Home > Mathematica, Mathematics, Uncategorized > Breaking Sticks

## Breaking Sticks

This post is based on a probability puzzle. What is the probability that breaking a straight stick at 2 random points will result in 3 segments that can form a triangle.

Consider the resulting segment lengths: $x_i$, $i \in \{1,2,3\}$. Let the stick length =1.

Now,

$\sum_{j=1}^3 x_j=1$

To form a triangle

$x_i+x_j>x_{6-i-j}, i\neq j$ for all ${i,j}\in \{1,2,3\}$

These constraints reduce to: $x_1+x_2>1/2 , x_1<1/2,x_2<1/2$

You can visualize this as follows.
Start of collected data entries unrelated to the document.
//! HTTP client with transparent, policy-driven caching.

use color_eyre::{eyre::eyre, Result};
use serde::de::DeserializeOwned;
use std::sync::Arc;

use crate::cache::{
  CachePolicyResolver, CancelHandle, LocalStore, MemoryStore, NoopStore, PolicyKind,
  ResolutionResult, SqliteStore,
};
use crate::config::{Config, StorageBackend, StorageConfig};
use crate::error::StorageError;
use crate::remote::{HttpFetcher, RemoteFetcher};

/// Shared store handle chosen at runtime from configuration.
pub type SharedStore = Arc<dyn LocalStore>;

/// Remote client wired to a local store through the policy resolver.
///
/// Every lookup goes through [`CachePolicyResolver`], so the same key can be
/// read with different policies depending on how fresh the caller needs it.
pub struct CachedClient<F: RemoteFetcher = HttpFetcher> {
  resolver: CachePolicyResolver<F, SharedStore>,
  default_policy: PolicyKind,
}

impl CachedClient<HttpFetcher> {
  /// Create a new cached client from configuration.
  pub fn new(config: &Config) -> Result<Self> {
    let fetcher = HttpFetcher::from_config(config)?;
    let store = open_store(&config.storage)?;
    Ok(Self::with_parts(
      fetcher,
      store,
      config.default_policy,
      config.storage.serialize_per_key,
    ))
  }
}

impl<F: RemoteFetcher> CachedClient<F> {
  pub fn with_parts(
    fetcher: F,
    store: SharedStore,
    default_policy: PolicyKind,
    serialize_per_key: bool,
  ) -> Self {
    let resolver = CachePolicyResolver::new(fetcher, store);
    let resolver = if serialize_per_key {
      resolver.serialized()
    } else {
      resolver
    };

    Self {
      resolver,
      default_policy,
    }
  }

  pub fn resolver(&self) -> &CachePolicyResolver<F, SharedStore> {
    &self.resolver
  }

  pub fn default_policy(&self) -> PolicyKind {
    self.default_policy
  }

  /// Resolve with the configured default policy.
  pub async fn get(&self, key: &str) -> ResolutionResult {
    self.resolver.resolve(key, self.default_policy, None).await
  }

  /// Resolve with an explicit policy.
  pub async fn get_with(&self, key: &str, policy: PolicyKind) -> ResolutionResult {
    self.resolver.resolve(key, policy, None).await
  }

  /// Serve the stored value while it is at least `version`, else refetch.
  pub async fn get_versioned(&self, key: &str, version: u64) -> ResolutionResult {
    self
      .resolver
      .resolve(key, PolicyKind::LocalThenRemote, Some(version))
      .await
  }

  /// Resolve with an explicit policy, abandoning the call on `cancel`.
  pub async fn get_cancellable(
    &self,
    key: &str,
    policy: PolicyKind,
    version: Option<u64>,
    cancel: &CancelHandle,
  ) -> ResolutionResult {
    self
      .resolver
      .resolve_with_cancel(key, policy, version, cancel)
      .await
  }

  /// Resolve and decode into `T`, turning a tagged failure into an error.
  pub async fn get_json<T: DeserializeOwned>(&self, key: &str, policy: PolicyKind) -> Result<T> {
    let result = self.get_with(key, policy).await;
    if let Some(err) = &result.error {
      return Err(eyre!("Failed to resolve {}: {}", key, err));
    }

    match result.decode::<T>() {
      Some(decoded) => decoded.map_err(|e| eyre!("Failed to decode {}: {}", key, e)),
      None => Err(eyre!("No value resolved for {}", key)),
    }
  }

  /// Resolve several keys concurrently with the same policy.
  pub async fn get_many(&self, keys: &[&str], policy: PolicyKind) -> Vec<ResolutionResult> {
    futures::future::join_all(keys.iter().map(|key| self.get_with(key, policy))).await
  }

  /// Drop the stored value for `key` (write operation - not cached).
  pub fn invalidate(&self, key: &str) -> Result<(), StorageError> {
    tracing::debug!(key, "invalidating cached value");
    self.resolver.store().delete(key)
  }
}

impl<F: RemoteFetcher> Clone for CachedClient<F> {
  fn clone(&self) -> Self {
    Self {
      resolver: self.resolver.clone(),
      default_policy: self.default_policy,
    }
  }
}

/// Open the store selected by configuration.
pub fn open_store(config: &StorageConfig) -> Result<SharedStore> {
  let store: SharedStore = match config.backend {
    StorageBackend::Sqlite => {
      let sqlite = match &config.path {
        Some(path) => SqliteStore::open_at(path),
        None => SqliteStore::open(),
      };
      Arc::new(sqlite.map_err(|e| eyre!("Failed to open cache store: {}", e))?)
    }
    StorageBackend::Memory => Arc::new(MemoryStore::new()),
    StorageBackend::None => Arc::new(NoopStore),
  };
  Ok(store)
}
As there are only 2 degrees of freedom, consider only space of $x_1,x_2$. The space of allowable $x_1, x_2$ is the region of the unit square: $x_1+x_2<1$ . Within this space the values of $x_1,x_2$ that form a triangle with lengths $(x_1,x_2,1-x_1-x_2)$ is the region satisfying the constraint above.
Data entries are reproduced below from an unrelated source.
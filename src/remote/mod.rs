//! Remote data sources consulted by the resolver.

mod http;

pub use http::HttpFetcher;

use async_trait::async_trait;
use std::future::Future;
use std::sync::Arc;

use crate::cache::Payload;
use crate::error::FetchError;

/// Performs the network request for a key.
///
/// Timeouts and retries are the fetcher's business; the resolver treats
/// any `Err` as an ordinary fetch failure.
#[async_trait]
pub trait RemoteFetcher: Send + Sync {
  async fn fetch(&self, key: &str) -> Result<Payload, FetchError>;
}

#[async_trait]
impl<F: RemoteFetcher + ?Sized> RemoteFetcher for Arc<F> {
  async fn fetch(&self, key: &str) -> Result<Payload, FetchError> {
    (**self).fetch(key).await
  }
}

/// Adapts an async closure into a [`RemoteFetcher`].
pub struct FnFetcher<F> {
  f: F,
}

impl<F, Fut> FnFetcher<F>
where
  F: Fn(String) -> Fut + Send + Sync,
  Fut: Future<Output = Result<Payload, FetchError>> + Send,
{
  pub fn new(f: F) -> Self {
    Self { f }
  }
}

#[async_trait]
impl<F, Fut> RemoteFetcher for FnFetcher<F>
where
  F: Fn(String) -> Fut + Send + Sync,
  Fut: Future<Output = Result<Payload, FetchError>> + Send,
{
  async fn fetch(&self, key: &str) -> Result<Payload, FetchError> {
    (self.f)(key.to_string()).await
  }
}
The probability is then: (1/8)/(1/2)=1/4.

Just for fun:

The light blue triangle is the region of $x_1,x_2$ that can form triangle and the pink triangle encloses the allowable stick segments.

The triangles on the right have been rescaled to be circumscribed by the unit circle. The relative lengths pertain not the absolute lengths.